心なしか、声の質が変化したのはアリシアの気のせいではないだろう。無言でウェインから目を逸らした隣では、ルーカスが彼女を見下ろしながら、面白いものを見るような目で眺めていた。

「な、なにを見たの!なにがあったの!!」

イオはすでに興奮状態である。この年の少女は、こういった不吉さを感じさせる話は忌み嫌うものだが、反応は正反対である。

「・・・彼は、やせ細っていた。目の周りは隈ができて、たった数日間の間になにがあったのかと思うような変化だった。彼が言うんだ。「アナスタシアが、そこにいる」と」

ひぃっ、とイオが悲鳴をもらすも、瞳は相変わらず弾んでいる。

「僕らは気のせいだろう、彼女は死んだと伝えた。だが彼は首を横に振るんだ。ギラギラと飢えた瞳でね。「離れてくれない、今も私を見つめている。助けてくれ」と。彼はリビングを指差した」

ごくり、と生唾を飲み込む音が聞こえそうな沈黙の中、陰鬱な間が作られる。アリシアの指がルーカスの腕に回され、しっかりと抱きついた。「お」と声には出さない嬉しそうな表情がルーカスに浮かんだが、一瞬後に頬が引きつりだす。

「だが指差した方向にはなにもなかった。それでも彼はいうんだよ。「いるんだ。いるんだ」とね。大丈夫だといっても、彼は信用してくれなかった。・・・当然だね、だって彼はすでに心をおかしくしていたんだから。そして、さらに続けたんだ。「殺したはずなのに、まだいる」・・・と」

ナイルズが誰にも気付かれぬよう、小さくあくびをした。横目で、ルーカスとアリシアを見ると不審に瞳を染めたが、介入はしなかった。

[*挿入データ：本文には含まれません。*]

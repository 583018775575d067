//! End-to-end archive and restore through a real on-disk repository.

use std::path::Path;
use std::sync::Arc;

use tempfile::TempDir;

use cairn::crypto::KdfParams;
use cairn::prelude::*;
use cairn_cli::archiver::Archiver;
use cairn_cli::restorer::Restorer;

const PASSWORD: &str = "geheim";

fn pseudo_random(len: usize, mut seed: u64) -> Vec<u8> {
    let mut out = Vec::with_capacity(len);
    while out.len() < len {
        seed ^= seed << 13;
        seed ^= seed >> 7;
        seed ^= seed << 17;
        out.extend_from_slice(&seed.to_le_bytes());
    }
    out.truncate(len);
    out
}

/// Lay out a small source tree: nested directories, an empty file, a large
/// file spanning several chunks, and a symlink
fn build_source(root: &Path) {
    std::fs::create_dir_all(root.join("docs")).unwrap();
    std::fs::create_dir_all(root.join("docs/deep")).unwrap();

    std::fs::write(root.join("readme.txt"), b"top level file\n").unwrap();
    std::fs::write(root.join("docs/empty"), b"").unwrap();
    std::fs::write(root.join("docs/deep/big.bin"), pseudo_random(600 * 1024, 99)).unwrap();
    std::os::unix::fs::symlink("readme.txt", root.join("link")).unwrap();
}

fn assert_same_file(a: &Path, b: &Path) {
    let left = std::fs::read(a).unwrap();
    let right = std::fs::read(b).unwrap();
    assert_eq!(left, right, "contents differ: {} vs {}", a.display(), b.display());
}

#[tokio::test]
async fn test_backup_then_restore_round_trip() {
    let dir = TempDir::new().unwrap();
    let source = dir.path().join("source");
    build_source(&source);

    let repo_path = dir.path().join("repo");
    let backend = LocalBackend::create(&repo_path).await.unwrap();
    let repo = Repository::init_with_params(Arc::new(backend), PASSWORD, KdfParams::weak())
        .await
        .unwrap();

    let snapshot_name = Archiver::new(&repo)
        .snapshot(&[source.clone()], None)
        .await
        .unwrap();

    // restore through a completely fresh session
    drop(repo);
    let backend = LocalBackend::open(&repo_path).await.unwrap();
    let repo = Repository::open(Arc::new(backend), PASSWORD).await.unwrap();

    let snapshot = Snapshot::load(&repo, &snapshot_name.to_hex()).await.unwrap();
    assert_eq!(snapshot.paths, vec![source.display().to_string()]);

    let target = dir.path().join("restored");
    Restorer::new(&repo)
        .restore(&snapshot, &target)
        .await
        .unwrap();

    // the snapshot root holds one entry per archived path
    let restored_root = target.join("source");
    assert_same_file(&source.join("readme.txt"), &restored_root.join("readme.txt"));
    assert_same_file(&source.join("docs/empty"), &restored_root.join("docs/empty"));
    assert_same_file(
        &source.join("docs/deep/big.bin"),
        &restored_root.join("docs/deep/big.bin"),
    );

    let link = restored_root.join("link");
    let meta = std::fs::symlink_metadata(&link).unwrap();
    assert!(meta.file_type().is_symlink());
    assert_eq!(
        std::fs::read_link(&link).unwrap().to_string_lossy(),
        "readme.txt"
    );
}

#[tokio::test]
async fn test_second_backup_of_unchanged_data_adds_no_data_objects() {
    let dir = TempDir::new().unwrap();
    let source = dir.path().join("source");
    build_source(&source);

    let repo_path = dir.path().join("repo");
    let backend = LocalBackend::create(&repo_path).await.unwrap();
    let repo = Repository::init_with_params(Arc::new(backend), PASSWORD, KdfParams::weak())
        .await
        .unwrap();

    let first = Archiver::new(&repo)
        .snapshot(&[source.clone()], None)
        .await
        .unwrap();
    let stats_first = repo.stats().await.unwrap();

    let second = Archiver::new(&repo)
        .snapshot(&[source.clone()], Some(first))
        .await
        .unwrap();
    let stats_second = repo.stats().await.unwrap();

    assert_ne!(first, second);
    // identical content dedups away: no new data blobs, one more snapshot
    assert_eq!(stats_first.data_count, stats_second.data_count);
    assert_eq!(stats_second.snapshot_count, stats_first.snapshot_count + 1);

    let loaded = Snapshot::load(&repo, &second.to_hex()).await.unwrap();
    assert_eq!(loaded.parent, Some(first));
}

#[tokio::test]
async fn test_archiver_preserves_file_mode() {
    use std::os::unix::fs::PermissionsExt;

    let dir = TempDir::new().unwrap();
    let source = dir.path().join("source");
    std::fs::create_dir_all(&source).unwrap();
    let script = source.join("run.sh");
    std::fs::write(&script, b"#!/bin/sh\n").unwrap();
    std::fs::set_permissions(&script, std::fs::Permissions::from_mode(0o755)).unwrap();

    let backend = LocalBackend::create(dir.path().join("repo")).await.unwrap();
    let repo = Repository::init_with_params(Arc::new(backend), PASSWORD, KdfParams::weak())
        .await
        .unwrap();

    let name = Archiver::new(&repo)
        .snapshot(&[source], None)
        .await
        .unwrap();
    let snapshot = Snapshot::load(&repo, &name.to_hex()).await.unwrap();

    let target = dir.path().join("out");
    Restorer::new(&repo).restore(&snapshot, &target).await.unwrap();

    let restored = target.join("source/run.sh");
    let mode = std::fs::metadata(&restored).unwrap().permissions().mode();
    assert_eq!(mode & 0o777, 0o755);
}
use std::path::PathBuf;

use cairn::prelude::*;

use cairn_cli::archiver::Archiver;

pub async fn run(repo: &Repository, paths: &[PathBuf]) -> anyhow::Result<()> {
    let archiver = Archiver::new(repo);
    let snapshot = archiver.snapshot(paths, None).await?;
    println!("snapshot {} saved", snapshot);
    Ok(())
}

「大騒ぎになったよ。それからあとは、彼が連行され、近所は大騒ぎになり、アナスタシアの両親は泣きわめく大惨事となった。獄中で彼が死んだと聞いたのはさらに半日後。自殺ではなく、おかしな死に方だったと聞いたよ」

「へぇえええ」

「それから、僕は友人と共に彼の家に行った。住まう人間はいなくなったけど、どこか気になってしまってね。家に入ると、すこし家の空気がひんやりとしていた。・・・そう、ちょうど、今日のような冷たい空気だ」

涙こそ浮かべはしないが、注意を払ってよくよく見ればアリシアの口元が小刻みに痙攣しているのがわかるであろう。指にはいっそう力を込められ、それに伴いすぐ隣から声なき無言の苦悶が発せられたのだが、もちろん気付くはずがない。

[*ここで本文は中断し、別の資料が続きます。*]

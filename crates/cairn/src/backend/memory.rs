use std::collections::HashMap;
use std::sync::Arc;

use async_trait::async_trait;
use bytes::Bytes;
use tokio::sync::{mpsc, Mutex};

use super::{Backend, BackendError, ObjectInfo, ObjectKind, ObjectWriter};

type ObjectMap = HashMap<(ObjectKind, String), Bytes>;

/// An in-memory object store for tests and ephemeral repositories.
///
/// Clones share the same underlying map. All contents are lost on drop.
#[derive(Debug, Clone, Default)]
pub struct MemoryBackend {
    objects: Arc<Mutex<ObjectMap>>,
}

impl MemoryBackend {
    pub fn new() -> Self {
        Self::default()
    }

    /// Number of stored objects of a kind
    pub async fn len(&self, kind: ObjectKind) -> usize {
        self.objects
            .lock()
            .await
            .keys()
            .filter(|(k, _)| *k == kind)
            .count()
    }

    pub async fn is_empty(&self) -> bool {
        self.objects.lock().await.is_empty()
    }

    /// Replace an object's bytes in place. Test hook for corruption
    /// scenarios; a real backend has no such operation.
    pub async fn tamper(
        &self,
        kind: ObjectKind,
        name: &str,
        mutate: impl FnOnce(&mut Vec<u8>),
    ) -> Result<(), BackendError> {
        let mut objects = self.objects.lock().await;
        let key = (kind, name.to_string());
        let Some(data) = objects.get(&key) else {
            return Err(BackendError::NotFound {
                kind,
                name: name.to_string(),
            });
        };
        let mut bytes = data.to_vec();
        mutate(&mut bytes);
        objects.insert(key, Bytes::from(bytes));
        Ok(())
    }
}

#[async_trait]
impl Backend for MemoryBackend {
    async fn create(&self) -> Result<Box<dyn ObjectWriter>, BackendError> {
        Ok(Box::new(MemoryWriter {
            objects: Arc::clone(&self.objects),
            buf: Vec::new(),
        }))
    }

    async fn read(&self, kind: ObjectKind, name: &str) -> Result<Bytes, BackendError> {
        let objects = self.objects.lock().await;
        objects
            .get(&(kind, name.to_string()))
            .cloned()
            .ok_or_else(|| BackendError::NotFound {
                kind,
                name: name.to_string(),
            })
    }

    async fn list(&self, kind: ObjectKind) -> Result<mpsc::Receiver<String>, BackendError> {
        let names: Vec<String> = {
            let objects = self.objects.lock().await;
            objects
                .keys()
                .filter(|(k, _)| *k == kind)
                .map(|(_, name)| name.clone())
                .collect()
        };

        let (tx, rx) = mpsc::channel(names.len().max(1));
        for name in names {
            // capacity covers every name, and nobody else holds the sender
            tx.try_send(name).expect("listing channel has capacity");
        }
        Ok(rx)
    }

    async fn stat(&self, kind: ObjectKind, name: &str) -> Result<ObjectInfo, BackendError> {
        let objects = self.objects.lock().await;
        objects
            .get(&(kind, name.to_string()))
            .map(|data| ObjectInfo {
                size: data.len() as u64,
            })
            .ok_or_else(|| BackendError::NotFound {
                kind,
                name: name.to_string(),
            })
    }

    async fn contains(&self, kind: ObjectKind, name: &str) -> Result<bool, BackendError> {
        let objects = self.objects.lock().await;
        Ok(objects.contains_key(&(kind, name.to_string())))
    }

    async fn remove(&self, kind: ObjectKind, name: &str) -> Result<(), BackendError> {
        let mut objects = self.objects.lock().await;
        objects
            .remove(&(kind, name.to_string()))
            .map(|_| ())
            .ok_or_else(|| BackendError::NotFound {
                kind,
                name: name.to_string(),
            })
    }
}

struct MemoryWriter {
    objects: Arc<Mutex<ObjectMap>>,
    buf: Vec<u8>,
}

#[async_trait]
impl ObjectWriter for MemoryWriter {
    async fn write(&mut self, buf: &[u8]) -> Result<(), BackendError> {
        self.buf.extend_from_slice(buf);
        Ok(())
    }

    async fn finalize(self: Box<Self>, kind: ObjectKind, name: &str) -> Result<(), BackendError> {
        let buf = self.buf;
        let mut objects = self.objects.lock().await;
        // concurrent finalise of the same name stores identical bytes
        objects
            .entry((kind, name.to_string()))
            .or_insert_with(|| Bytes::from(buf));
        Ok(())
    }

    async fn discard(self: Box<Self>) -> Result<(), BackendError> {
        Ok(())
    }
}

「彼はアナスタシアがなくなってから、一人住まいのはずだった。だというのに、家の中には女性の長い髪や、壁には血の手形がついているんだよ。そうしたら、友人が服を引っ張ったんだ、小声で、「おい、そっと部屋の角を見ろ」とね」

「うん。うん」

「僕は、そっと友人に言われた方向を見た。・・・流石にぞっとしたよ。だって、そこには恨めしそうに僕らを見る、死んだはずのアナスタシアがいたんだから。彼女はひたりひたりと近づいてきた!僕らはなぜか身体が動かず、血走った彼女の瞳から逸らせなくなってしまったんだ!手を伸ばしたアナスタシアは・・・!」

「どうしてアタシを殺したのぉお!?」

「きゃああああ!!」

突如乱入した第三者の声に、イオが悲鳴を上げた。後ろから覆いかぶさるように現れた女性に、身体を硬直させたが、触れられた暖かな感触と、鼻腔をくすぐった香水の香りで女性の正体に気付いたらしい。

「ジラちゃん!」

「はぁい。相変わらず可愛いわね、イオ。とってもいい雰囲気だったから思わず邪魔しちゃったわ。ウェインも久しぶり」

「ああ。老けたな。流石は三十路手前。というかイオにちゃん付けで呼ばせているのか。とても似合わないな」

「・・・アンタは今、世の女たちを敵に回す発言をしたわ。アリィちゃんもそう思うわよ・・・ん?」

「今な、お前が乱入したときに」

現状を説明すべく、ナイルズが静かに口を挟んだ。硬直しているアリシアと、青い顔でぐったりしているルーカスを指差す。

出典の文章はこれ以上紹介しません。